* What to work on:
Each entry is to be retyped exactly as it stands.

== == ==

//! Stdio JSON-RPC 2.0 server exposing the pipeline operations as tools
//!
//! One JSON-RPC message per line on stdin, one response per line on stdout.
//! Tool results carry the typed reports serialized as JSON, so clients never
//! scrape log output.

use crate::{
    agent::GenerationProvider,
    core::{validate_relative_path, PipelineError, ALLOWED_CONFIG_KEYS},
    execution::{RunOptions, StepPipeline},
};
use serde::{Deserialize, Serialize};
use serde_json::{json, Value};
use std::path::{Component, Path, PathBuf};
use tokio::io::{AsyncBufReadExt, AsyncWriteExt, BufReader};
use tracing::{debug, info, warn};

const PROTOCOL_VERSION: &str = "2024-11-05";
const SPEC_SCHEME: &str = "spec://";

const PARSE_ERROR: i32 = -32700;
const INVALID_REQUEST: i32 = -32600;
const METHOD_NOT_FOUND: i32 = -32601;
const INVALID_PARAMS: i32 = -32602;
const RESOURCE_NOT_FOUND: i32 = -32002;

// ---------------------------------------------------------------------------
// JSON-RPC types
// ---------------------------------------------------------------------------

#[derive(Debug, Deserialize)]
pub struct JsonRpcRequest {
    pub jsonrpc: String,
    pub id: Option<Value>,
    pub method: String,
    pub params: Option<Value>,
}

#[derive(Debug, Serialize)]
pub struct JsonRpcResponse {
    pub jsonrpc: &'static str,
    pub id: Value,
    #[serde(skip_serializing_if = "Option::is_none")]
    pub result: Option<Value>,
    #[serde(skip_serializing_if = "Option::is_none")]
    pub error: Option<JsonRpcError>,
}

#[derive(Debug, Serialize)]
pub struct JsonRpcError {
    pub code: i32,
    pub message: String,
}

impl JsonRpcResponse {
    fn ok(id: Value, result: Value) -> Self {
        Self {
            jsonrpc: "2.0",
            id,
            result: Some(result),
            error: None,
        }
    }

    fn err(id: Value, code: i32, message: impl Into<String>) -> Self {
        Self {
            jsonrpc: "2.0",
            id,
            result: None,
            error: Some(JsonRpcError {
                code,
                message: message.into(),
            }),
        }
    }
}

#[derive(Debug, Serialize)]
struct ToolContent {
    r#type: &'static str,
    text: String,
}

#[derive(Debug, Serialize)]
struct ToolCallResult {
    content: Vec<ToolContent>,
    #[serde(rename = "isError")]
    is_error: bool,
}

impl ToolCallResult {
    fn text(text: String, is_error: bool) -> Self {
        Self {
            content: vec![ToolContent { r#type: "text", text }],
            is_error,
        }
    }
}

// ---------------------------------------------------------------------------
// Tool arguments
// ---------------------------------------------------------------------------

#[derive(Debug, Deserialize)]
struct InitializeArgs {
    problem_description: String,
    #[serde(default)]
    template_dir: Option<PathBuf>,
    #[serde(default)]
    model: Option<String>,
    #[serde(default)]
    force: bool,
}

#[derive(Debug, Default, Deserialize)]
struct GenerateArgs {
    #[serde(default)]
    step: Option<String>,
    #[serde(default)]
    apply: bool,
    #[serde(default)]
    target_dir: Option<PathBuf>,
    #[serde(default)]
    model: Option<String>,
}

#[derive(Debug, Deserialize)]
struct GetConfigArgs {
    key: String,
}

#[derive(Debug, Deserialize)]
struct SetConfigArgs {
    key: String,
    value: String,
}

/// Why a tool call produced no result
enum ToolFailure {
    Unknown(String),
    InvalidArguments(String),
    Failed(PipelineError),
}

impl From<PipelineError> for ToolFailure {
    fn from(err: PipelineError) -> Self {
        ToolFailure::Failed(err)
    }
}

fn parse_args<T: for<'de> Deserialize<'de>>(args: Value) -> Result<T, ToolFailure> {
    serde_json::from_value(args).map_err(|e| ToolFailure::InvalidArguments(e.to_string()))
}

fn tool_definitions() -> Value {
    json!([
        {
            "name": "initialize_project",
            "description": "Create the .agent directory, generate the step specifications and write config.json",
            "inputSchema": {
                "type": "object",
                "properties": {
                    "problem_description": { "type": "string", "description": "What the project should solve" },
                    "template_dir": { "type": "string", "description": "Directory holding <template>.md guideline files" },
                    "model": { "type": "string" },
                    "force": { "type": "boolean", "description": "Replace an existing project" }
                },
                "required": ["problem_description"]
            }
        },
        {
            "name": "generate_step",
            "description": "Generate the plan for a step, extract its file actions and materialize them; returns the run report",
            "inputSchema": {
                "type": "object",
                "properties": {
                    "step": { "type": "string", "description": "Step id; defaults to the step after current_step" },
                    "apply": { "type": "boolean", "description": "Write missing files instead of listing them for review" },
                    "target_dir": { "type": "string" },
                    "model": { "type": "string" }
                }
            }
        },
        {
            "name": "list_config",
            "description": "Return the project configuration",
            "inputSchema": { "type": "object", "properties": {} }
        },
        {
            "name": "get_config_value",
            "description": "Return one configuration value",
            "inputSchema": {
                "type": "object",
                "properties": { "key": { "type": "string" } },
                "required": ["key"]
            }
        },
        {
            "name": "set_config_value",
            "description": format!("Set a configuration value (allowed: {})", ALLOWED_CONFIG_KEYS.join(", ")),
            "inputSchema": {
                "type": "object",
                "properties": {
                    "key": { "type": "string", "enum": ALLOWED_CONFIG_KEYS },
                    "value": { "type": "string" }
                },
                "required": ["key", "value"]
            }
        }
    ])
}

/// Extract a spec file name from a `spec://` URI
///
/// Only a single plain file name is accepted.
fn spec_file_name(uri: &str) -> Result<&str, String> {
    let name = uri
        .strip_prefix(SPEC_SCHEME)
        .ok_or_else(|| format!("unsupported resource uri: {}", uri))?;
    validate_relative_path(name).map_err(|e| e.to_string())?;

    let mut components = Path::new(name).components();
    match (components.next(), components.next()) {
        (Some(Component::Normal(_)), None) => Ok(name),
        _ => Err(format!("invalid spec file name: {}", name)),
    }
}

// ---------------------------------------------------------------------------
// Server
// ---------------------------------------------------------------------------

/// JSON-RPC front end over one pipeline
pub struct StdioServer<P> {
    pipeline: StepPipeline<P>,
}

== == ==

* Task solution:
//! Stdio JSON-RPC 2.0 server exposing the pipeline operations as tools
//!
//! One JSON-RPC message per line on stdin, one response per line on stdout.
//! Tool results carry the typed reports serialized as JSON, so clients never
//! scrape log output.

use crate::{
    agent::GenerationProvider,
    core::{validate_relative_path, PipelineError, ALLOWED_CONFIG_KEYS},
    execution::{RunOptions, StepPipeline},
};
use serde::{Deserialize, Serialize};
use serde_json::{json, Value};
use std::path::{Component, Path, PathBuf};
use tokio::io::{AsyncBufReadExt, AsyncWriteExt, BufReader};
use tracing::{debug, info, warn};

const PROTOCOL_VERSION: &str = "2024-11-05";
const SPEC_SCHEME: &str = "spec://";

const PARSE_ERROR: i32 = -32700;
const INVALID_REQUEST: i32 = -32600;
const METHOD_NOT_FOUND: i32 = -32601;
const INVALID_PARAMS: i32 = -32602;
const RESOURCE_NOT_FOUND: i32 = -32002;

// ---------------------------------------------------------------------------
// JSON-RPC types
// ---------------------------------------------------------------------------

#[derive(Debug, Deserialize)]
pub struct JsonRpcRequest {
    pub jsonrpc: String,
    pub id: Option<Value>,
    pub method: String,
    pub params: Option<Value>,
}

#[derive(Debug, Serialize)]
pub struct JsonRpcResponse {
    pub jsonrpc: &'static str,
    pub id: Value,
    #[serde(skip_serializing_if = "Option::is_none")]
    pub result: Option<Value>,
    #[serde(skip_serializing_if = "Option::is_none")]
    pub error: Option<JsonRpcError>,
}

#[derive(Debug, Serialize)]
pub struct JsonRpcError {
    pub code: i32,
    pub message: String,
}

impl JsonRpcResponse {
    fn ok(id: Value, result: Value) -> Self {
        Self {
            jsonrpc: "2.0",
            id,
            result: Some(result),
            error: None,
        }
    }

    fn err(id: Value, code: i32, message: impl Into<String>) -> Self {
        Self {
            jsonrpc: "2.0",
            id,
            result: None,
            error: Some(JsonRpcError {
                code,
                message: message.into(),
            }),
        }
    }
}

#[derive(Debug, Serialize)]
struct ToolContent {
    r#type: &'static str,
    text: String,
}

#[derive(Debug, Serialize)]
struct ToolCallResult {
    content: Vec<ToolContent>,
    #[serde(rename = "isError")]
    is_error: bool,
}

impl ToolCallResult {
    fn text(text: String, is_error: bool) -> Self {
        Self {
            content: vec![ToolContent { r#type: "text", text }],
            is_error,
        }
    }
}

// ---------------------------------------------------------------------------
// Tool arguments
// ---------------------------------------------------------------------------

#[derive(Debug, Deserialize)]
struct InitializeArgs {
    problem_description: String,
    #[serde(default)]
    template_dir: Option<PathBuf>,
    #[serde(default)]
    model: Option<String>,
    #[serde(default)]
    force: bool,
}

#[derive(Debug, Default, Deserialize)]
struct GenerateArgs {
    #[serde(default)]
    step: Option<String>,
    #[serde(default)]
    apply: bool,
    #[serde(default)]
    target_dir: Option<PathBuf>,
    #[serde(default)]
    model: Option<String>,
}

#[derive(Debug, Deserialize)]
struct GetConfigArgs {
    key: String,
}

#[derive(Debug, Deserialize)]
struct SetConfigArgs {
    key: String,
    value: String,
}

/// Why a tool call produced no result
enum ToolFailure {
    Unknown(String),
    InvalidArguments(String),
    Failed(PipelineError),
}

impl From<PipelineError> for ToolFailure {
    fn from(err: PipelineError) -> Self {
        ToolFailure::Failed(err)
    }
}

fn parse_args<T: for<'de> Deserialize<'de>>(args: Value) -> Result<T, ToolFailure> {
    serde_json::from_value(args).map_err(|e| ToolFailure::InvalidArguments(e.to_string()))
}

fn tool_definitions() -> Value {
    json!([
        {
            "name": "initialize_project",
            "description": "Create the .agent directory, generate the step specifications and write config.json",
            "inputSchema": {
                "type": "object",
                "properties": {
                    "problem_description": { "type": "string", "description": "What the project should solve" },
                    "template_dir": { "type": "string", "description": "Directory holding <template>.md guideline files" },
                    "model": { "type": "string" },
                    "force": { "type": "boolean", "description": "Replace an existing project" }
                },
                "required": ["problem_description"]
            }
        },
        {
            "name": "generate_step",
            "description": "Generate the plan for a step, extract its file actions and materialize them; returns the run report",
            "inputSchema": {
                "type": "object",
                "properties": {
                    "step": { "type": "string", "description": "Step id; defaults to the step after current_step" },
                    "apply": { "type": "boolean", "description": "Write missing files instead of listing them for review" },
                    "target_dir": { "type": "string" },
                    "model": { "type": "string" }
                }
            }
        },
        {
            "name": "list_config",
            "description": "Return the project configuration",
            "inputSchema": { "type": "object", "properties": {} }
        },
        {
            "name": "get_config_value",
            "description": "Return one configuration value",
            "inputSchema": {
                "type": "object",
                "properties": { "key": { "type": "string" } },
                "required": ["key"]
            }
        },
        {
            "name": "set_config_value",
            "description": format!("Set a configuration value (allowed: {})", ALLOWED_CONFIG_KEYS.join(", ")),
            "inputSchema": {
                "type": "object",
                "properties": {
                    "key": { "type": "string", "enum": ALLOWED_CONFIG_KEYS },
                    "value": { "type": "string" }
                },
                "required": ["key", "value"]
            }
        }
    ])
}

/// Extract a spec file name from a `spec://` URI
///
/// Only a single plain file name is accepted.
fn spec_file_name(uri: &str) -> Result<&str, String> {
    let name = uri
        .strip_prefix(SPEC_SCHEME)
        .ok_or_else(|| format!("unsupported resource uri: {}", uri))?;
    validate_relative_path(name).map_err(|e| e.to_string())?;

    let mut components = Path::new(name).components();
    match (components.next(), components.next()) {
        (Some(Component::Normal(_)), None) => Ok(name),
        _ => Err(format!("invalid spec file name: {}", name)),
    }
}

// ---------------------------------------------------------------------------
// Server
// ---------------------------------------------------------------------------

/// JSON-RPC front end over one pipeline
pub struct StdioServer<P> {
    pipeline: StepPipeline<P>,
}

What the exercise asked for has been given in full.